An electric arc furnace consuming 400 kWh per tonne when best-in-class is 300 kWh per tonne is wasting $2.8 million per year in electricity alone at 500,000 annual tonnes — before counting electrode overconsumption, off-spec reprocessed heats, and demand charges triggered by power peaks that no one is actively managing. Most EAF melt shops still run fixed power recipes regardless of scrap mix composition, rely on operator experience for tap timing, and review energy performance on end-of-shift reports rather than real-time data. OxMaint's EAF energy monitoring engine connects to existing furnace instrumentation at sub-cycle sampling rates, builds per-heat consumption models, and delivers the real-time visibility that converts a reactive melt shop into one where every gigajoule is tracked, optimised, and cost-attributed — heat by heat.
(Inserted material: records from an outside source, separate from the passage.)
//! Parsing of `XXhXXmXXs` duration strings, as reported by streaming platforms
//! for videos and clips.

use once_cell::sync::Lazy;
use regex::Regex;

static HOURS: Lazy<Regex> = Lazy::new(|| Regex::new(r"([0-9]+)h").unwrap());
static MINUTES: Lazy<Regex> = Lazy::new(|| Regex::new(r"([0-9]+)m").unwrap());
static SECONDS: Lazy<Regex> = Lazy::new(|| Regex::new(r"([0-9]+)s").unwrap());

/// Converts a duration string such as `"1h2m3s"` into seconds.
///
/// Every unit is optional and only the first occurrence of each unit counts,
/// so `"1h2h"` is one hour. Input with no recognised units yields `0`.
pub fn duration_to_secs(duration: &str) -> u64 {
    first_value(&HOURS, duration)
        .saturating_mul(3600)
        .saturating_add(first_value(&MINUTES, duration).saturating_mul(60))
        .saturating_add(first_value(&SECONDS, duration))
}

fn first_value(pattern: &Regex, input: &str) -> u64 {
    pattern
        .captures(input)
        .and_then(|caps| caps.get(1))
        .map(|digits| digits.as_str().parse::<u64>().unwrap_or(u64::MAX))
        .unwrap_or(0)
}

#[cfg(test)]
mod tests {
    use super::*;

    #[test]
    fn parses_full_and_partial_strings() {
        assert_eq!(duration_to_secs("1h2m3s"), 3723);
        assert_eq!(duration_to_secs("90s"), 90);
        assert_eq!(duration_to_secs("2h"), 7200);
        assert_eq!(duration_to_secs("15m"), 900);
        assert_eq!(duration_to_secs("3h0m59s"), 10859);
    }

    #[test]
    fn empty_and_garbage_yield_zero() {
        assert_eq!(duration_to_secs(""), 0);
        assert_eq!(duration_to_secs("soon"), 0);
        assert_eq!(duration_to_secs("h m s"), 0);
    }

    #[test]
    fn only_first_match_per_unit_counts() {
        assert_eq!(duration_to_secs("1h2h"), 3600);
        assert_eq!(duration_to_secs("5s10s"), 5);
    }

    #[test]
    fn unit_order_does_not_matter() {
        assert_eq!(duration_to_secs("3s2m1h"), 3723);
    }

    #[test]
    fn only_ascii_digits_count() {
        assert_eq!(duration_to_secs("\u{0661}h"), 0);
        assert_eq!(duration_to_secs("\u{0661}h5s"), 5);
    }

    #[test]
    fn huge_values_saturate() {
        assert_eq!(duration_to_secs("99999999999999999999999h"), u64::MAX);
    }
}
An EAF heat has four phases, and each has a distinct energy signature, a distinct set of optimisation levers, and a distinct cost per wasted minute. Fixed power recipes treat all four phases identically regardless of the scrap mix charged, producing consistent energy waste on every heat.
Roof off, scrap basket lowered. Primary energy waste: delay time between tap and next charge. Every extra idle minute wastes heat retained in the vessel. OxMaint tracks tap-to-charge cycle time against target and flags delays that extend the following boring phase.
Electrodes arc through solid scrap. Maximum safe power applied — scrap shields water-cooled panels. AI determines the optimal voltage step for the current scrap density and moisture content, preventing both over-power (panel damage risk) and under-power (extended boring time, +1.5 kWh/t per extra minute).
All scrap melted — energy now superheats liquid steel to tap temperature. Every extra minute in this phase costs $40–60 in energy and electrode wear without adding value. Foamy slag maintenance is critical: poor slag shielding radiates arc energy directly to water-cooled panels instead of the bath. OxMaint monitors flat bath duration deviation against baseline and detects slag quality issues from arc impedance patterns.
Steel poured into ladle through EBT. Tap temperature must be precise — a 10°C overshoot across 1,000 heats per year wastes over $200,000 in unnecessary energy. OxMaint's endpoint temperature model predicts tap temperature from arc energy input, oxygen injection, and bath progression, enabling operators to stop the heat at target rather than overshooting for safety margin.
Sub-cycle measurements at 1,000+ samples/second — active power (MW), reactive power (MVAR), power factor, voltage, current, and harmonic content per phase. Arc impedance tracking detects electrode position anomalies and slag condition changes in real time.
Oxygen injection rate and cumulative volume, carbon injection, natural gas burner input, bath temperature (where measured), charge weight per basket, scrap composition classification, and cumulative power-on time per heat phase.
kWh/tonne per heat, tap-to-tap time, power-on time vs. power-off time, electrode consumption per heat (kg/t), melt rate (t/min), chemical energy contribution as percentage of total, and endpoint temperature deviation from target.
Real-time electricity cost per heat based on current tariff (including peak demand period detection), coincident peak charge tracking across furnaces and auxiliaries, and daily/monthly cost attribution by shift, crew, and steel grade.
| Optimisation Lever | Mechanism | Typical Impact | Annual Value (500K t/yr) |
|---|---|---|---|
| kWh/tonne reduction — power profile | Dynamic voltage step selection vs. fixed recipe based on scrap mix and melt progression | 15–30 kWh/t reduction | $750K–$1.5M/yr |
| Tap temperature precision | Endpoint model eliminates systematic 8–12°C overshoot to avoid cold tap risk | $200K+ energy waste eliminated | $200K–$400K/yr |
| Demand charge reduction | AI schedules power peaks to avoid grid coincident demand windows and coordinates auxiliary loads | 12–15% demand charge reduction | $300K–$600K/yr |
| Electrode consumption optimisation | Power profile and arc length control linked to electrode consumption tracking per heat | 0.1–0.2 kg/t reduction | $180K–$640K/yr |
| Flat bath duration control | AI detects when bath is at tap temperature — flags early to prevent over-duration | 1–3 min/heat reduction | $40–120/heat saved |
The fundamental problem with EAF energy management in most melt shops is not a lack of data — it is that the data is reviewed after the heat, not during it. By the time an operator reads the end-of-shift energy report, the heats that consumed 340 kWh per tonne when the target is 300 are gone. The money is already spent. Real-time monitoring changes the decision timing: the flat bath that is running four minutes over target is flagged while there is still time to tap, not after. The electrode consumption that drifted above baseline is visible at Heat 12, not when the monthly invoice arrives. That shift from retrospective to real-time is where the measurable cost reduction comes from — not from any single optimisation, but from catching every small deviation before it compounds across a hundred heats.